Tradicionalmente destinado à alimentação de suínos e aves, o sorgo pode ampliar seu uso para consumo humano e no mercado pet. Para isso, pesquisadores defendem o cultivo de variedades com tanino, diferente do sorgo sem tanino predominante no Brasil. O composto reduz a digestibilidade para aves, mas apresenta características funcionais importantes para humanos e animais de estimação, como maior teor de amido resistente e antioxidantes. A pesquisadora Valéria Aparecida Vieira Queiroz lançará um livro com 50 receitas à base do cereal, incluindo pães, massas, bolos e bebidas, reforçando o potencial do produto como alternativa sem glúten e com propriedades nutricionais relevantes.

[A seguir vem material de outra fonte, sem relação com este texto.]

//! Utility functions

pub mod logger;

pub use logger::{init_logger, init_logger_with_file};

/// Current instant as epoch milliseconds
pub fn now_millis() -> i64 {
    chrono::Utc::now().timestamp_millis()
}
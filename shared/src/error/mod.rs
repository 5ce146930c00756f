//! Unified error system for the TableTap platform
//!
//! This module provides:
//! - [`ErrorCode`]: standardized error codes for all error types
//! - [`ErrorCategory`]: classification of errors by domain
//! - [`AppError`]: rich error type with codes, messages, and details
//! - [`ApiResponse`]: unified API response format
//!
//! # Error Code Ranges
//!
//! - 0xxx: General errors
//! - 1xxx: Authentication errors
//! - 2xxx: Permission errors
//! - 3xxx: Tenant (restaurant) errors
//! - 4xxx: Order errors
//! - 5xxx: Table errors
//! - 6xxx: Menu errors
//! - 9xxx: System errors
//!
//! # Example
//!
//! ```
//! use shared::error::{AppError, ErrorCode, ApiResponse};
//!
//! // Create a simple error
//! let err = AppError::new(ErrorCode::NotFound);
//!
//! // Create an error with custom message
//! let err = AppError::with_message(ErrorCode::ValidationFailed, "Invalid phone format");
//!
//! // Create an error with details
//! let err = AppError::validation("Missing required field")
//!     .with_detail("field", "phone");
//!
//! // Convert to API response
//! let response = ApiResponse::<()>::error(&err);
//! ```

mod category;
mod codes;
mod http;
mod types;

pub use category::ErrorCategory;
pub use codes::{ErrorCode, InvalidErrorCode};
pub use types::{ApiResponse, AppError, AppResult};
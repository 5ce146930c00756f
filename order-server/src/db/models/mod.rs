//! Database models
//!
//! Entities persisted in SurrealDB. Record ids serialize as "table:key"
//! strings (see [`serde_helpers`]); cross-entity references are stored in
//! the same string form.

pub mod dining_table;
pub mod menu_item;
pub mod order;
pub mod restaurant;
pub mod serde_helpers;
pub mod user;

pub use dining_table::DiningTable;
pub use menu_item::MenuItem;
pub use order::{Order, OrderItem, StatusHistoryEntry, TAX_RATE};
pub use restaurant::{Restaurant, RestaurantSettings};
pub use user::User;
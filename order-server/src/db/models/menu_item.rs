//! Menu Item Model

use super::serde_helpers;
use serde::{Deserialize, Serialize};
use shared::MenuCategory;
use surrealdb::RecordId;

/// Menu item entity (菜品)
#[derive(Debug, Clone, Serialize, Deserialize)]
pub struct MenuItem {
    #[serde(
        default,
        skip_serializing_if = "Option::is_none",
        with = "serde_helpers::option_record_id"
    )]
    pub id: Option<RecordId>,
    /// Owning restaurant, "restaurant:key" form
    pub restaurant: String,
    pub name: String,
    #[serde(default)]
    pub description: String,
    pub price: f64,
    #[serde(default)]
    pub category: MenuCategory,
    #[serde(default, skip_serializing_if = "Option::is_none")]
    pub image: Option<String>,
    /// AR asset for Android viewers
    #[serde(default, skip_serializing_if = "Option::is_none")]
    pub model_glb: Option<String>,
    /// AR asset for iOS viewers
    #[serde(default, skip_serializing_if = "Option::is_none")]
    pub model_usdz: Option<String>,
    #[serde(default)]
    pub is_vegetarian: bool,
    #[serde(default)]
    pub is_vegan: bool,
    #[serde(default)]
    pub is_gluten_free: bool,
    /// 0-5
    #[serde(default)]
    pub spice_level: i32,
    /// Minutes
    #[serde(default = "default_preparation_time")]
    pub preparation_time: i32,
    #[serde(default = "default_true")]
    pub is_available: bool,
    #[serde(default)]
    pub tags: Vec<String>,
    #[serde(default)]
    pub allergens: Vec<String>,
    #[serde(default)]
    pub sort_order: i32,
    pub created_at: i64,
    pub updated_at: i64,
}

fn default_preparation_time() -> i32 {
    15
}

fn default_true() -> bool {
    true
}

impl MenuItem {
    pub fn id_string(&self) -> String {
        self.id.as_ref().map(|r| r.to_string()).unwrap_or_default()
    }
}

Após oscilações na última década, o sorgo consolida-se como cultura planejada, com investimentos em melhoramento genético, adubação e novas sementes, elevando a produtividade para cerca de 3.600 kg por hectare. Além do mercado interno aquecido, a demanda externa também cresce. A produção mundial gira em torno de 63 milhões de toneladas, e a China busca 7,6 milhões de toneladas anuais no mercado internacional, abrindo novas oportunidades para o Brasil expandir sua participação global.